** INPUT DATA follows **

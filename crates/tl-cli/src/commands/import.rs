//! Import command for merging a snapshot from another replica.

use std::io::Read;

use anyhow::{Context, Result, bail};

use crate::Config;
use crate::document::{LocalDocument, MergeReport};

pub fn run<R: Read>(reader: &mut R, config: &Config) -> Result<MergeReport> {
    let snapshot = read_snapshot(reader)?;
    merge(&snapshot, config)
}

/// Merges `snapshot` into the local document and repairs the order.
pub fn merge(snapshot: &[u8], config: &Config) -> Result<MergeReport> {
    let document = LocalDocument::open(config)?;
    let report = document.merge_and_save(snapshot, config.resort)?;
    tracing::info!(applied = report.applied, records = report.records, "merged snapshot");
    Ok(report)
}

fn read_snapshot<R: Read>(reader: &mut R) -> Result<Vec<u8>> {
    let mut snapshot = Vec::new();
    reader
        .read_to_end(&mut snapshot)
        .context("failed to read snapshot")?;
    if snapshot.is_empty() {
        bail!("empty snapshot");
    }
    Ok(snapshot)
}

** End of INPUT DATA **

**BRIEF**
I'd like the number of lines above that contain the word "Result", and nothing besides that number.

**EXERCISE ANSWER**
4